Schöner unsere Stationen und Bahnhöfe! Das verlangen Stadtplanerinnen und Architekten, damit die Verkehrswende noch ein schönes Ende nimmt. „Bahnhöfe müssen behaglicher gestaltet werden“, forderte Architekt Christoph Wagner bei unserer Tagesspiegel-Debatte in der Urania (Video hier). „Es braucht eine klare Wegführung, weil jeder Meter zählt. Eine Straßenbahnhaltestelle 100 Meter vom Bahnhof entfernt, wie in Köpenick, hält vom Umsteigen ab.“ Landschaftsarchitektin Barbara Hutter will die Umgebung der Stationen besser gestalten. „Die Frage von heute lautet: Wie steinern ist ein Platz, wie kann man ihn begrünen?

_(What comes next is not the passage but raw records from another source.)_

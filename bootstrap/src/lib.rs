//! agora-bootstrap - 服务启动骨架
//!
//! 运行时初始化与优雅关闭

mod runtime;
mod shutdown;

pub use runtime::*;
pub use shutdown::*;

Will ich mich hier gerne aufhalten, weil ich einen Schattenplatz finde?“ Stephan Wilhelm von der „BahnStadt Planungsgesellschaft“ beklagt: „Es gibt immer noch Planungen, die Bäume als Straßenbegleitgrün bezeichnen und Drehtüren als Personenvereinzelungsanlagen. Da kommt der Mensch zu kurz.“

Am Bahnhof Köpenick, der gerade zum Regionalbahnhof umgebaut wird, ist die Bahn offenbar noch festgefahren in der funktionalen Denke. Die Station soll mit dem Umbau ihre traditionelle Empore verlieren und stattdessen ein gesichtsloses Bahnhofsgebäude sowie von Lärmschutzwänden zugestellte Bahnsteige bekommen (Simulationen hier). „Es kann nicht sein, dass man solche Gestaltungen der Bahn überlässt“, klagt Wagner. „Wer soll sich angezogen fühlen, zu diesem Bahnhof hinzugehen?“  

Bahnhofsplaner Wilhelm verspricht, zumindest am Südkreuz nachzuarbeiten. Hier sollen die leeren Parkdecks für Fahrräder nutzbar gemacht werden. Auch am Hauptbahnhof fehlen Radanlagen und Abstellanlagen für E-Roller, wie Grünen-Politikerin Antje Kapek moniert. „Vieles ist auch nicht barrierefrei. Offenbar ist immer noch der sportliche koffertragende Mann, der von A nach B hechtet, der Prototyp für die Planungen.“ Und der Vorplatz? „Da stolpert man seit 17 Jahren blödsinnig über komische Zufahrten“, sagt Hutter. Willkommen in Berlin! We apologize for any inconvenience!